YOUR OBJECTIVE:
Output every entry verbatim.

RECORDS FOR THE TASK section start

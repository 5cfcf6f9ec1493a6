//! Error types for request dispatch failures.
//!
//! Every variant is converted into an error envelope by the dispatcher; none
//! of them closes the connection.

use thiserror::Error;

use crate::backend::BackendError;

/// Errors surfaced while interpreting and executing a request.
#[derive(Debug, Error)]
pub enum DispatchError {
    /// The request is well-formed on the wire but semantically invalid.
    #[error("invalid request: {message}")]
    Validation { message: String },

    /// The backend rejected or failed the operation.
    #[error(transparent)]
    Backend(#[from] BackendError),
}

impl DispatchError {
    /// Creates a validation error.
    #[must_use]
    pub fn validation(message: impl Into<String>) -> Self {
        Self::Validation {
            message: message.into(),
        }
    }

    /// Text placed in the error envelope.
    #[must_use]
    pub fn client_message(&self) -> String {
        match self {
            Self::Backend(error) => error.message().to_owned(),
            Self::Validation { .. } => self.to_string(),
        }
    }
}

RECORDS FOR THE TASK section end

RESPONSE BOX:
repository 5cfcf6f9ec1493a6
//! Error types for request dispatch failures.
//!
//! Every variant is converted into an error envelope by the dispatcher; none
//! of them closes the connection.

use thiserror::Error;

use crate::backend::BackendError;

/// Errors surfaced while interpreting and executing a request.
#[derive(Debug, Error)]
pub enum DispatchError {
    /// The request is well-formed on the wire but semantically invalid.
    #[error("invalid request: {message}")]
    Validation { message: String },

    /// The backend rejected or failed the operation.
    #[error(transparent)]
    Backend(#[from] BackendError),
}

impl DispatchError {
    /// Creates a validation error.
    #[must_use]
    pub fn validation(message: impl Into<String>) -> Self {
        Self::Validation {
            message: message.into(),
        }
    }

    /// Text placed in the error envelope.
    #[must_use]
    pub fn client_message(&self) -> String {
        match self {
            Self::Backend(error) => error.message().to_owned(),
            Self::Validation { .. } => self.to_string(),
        }
    }
}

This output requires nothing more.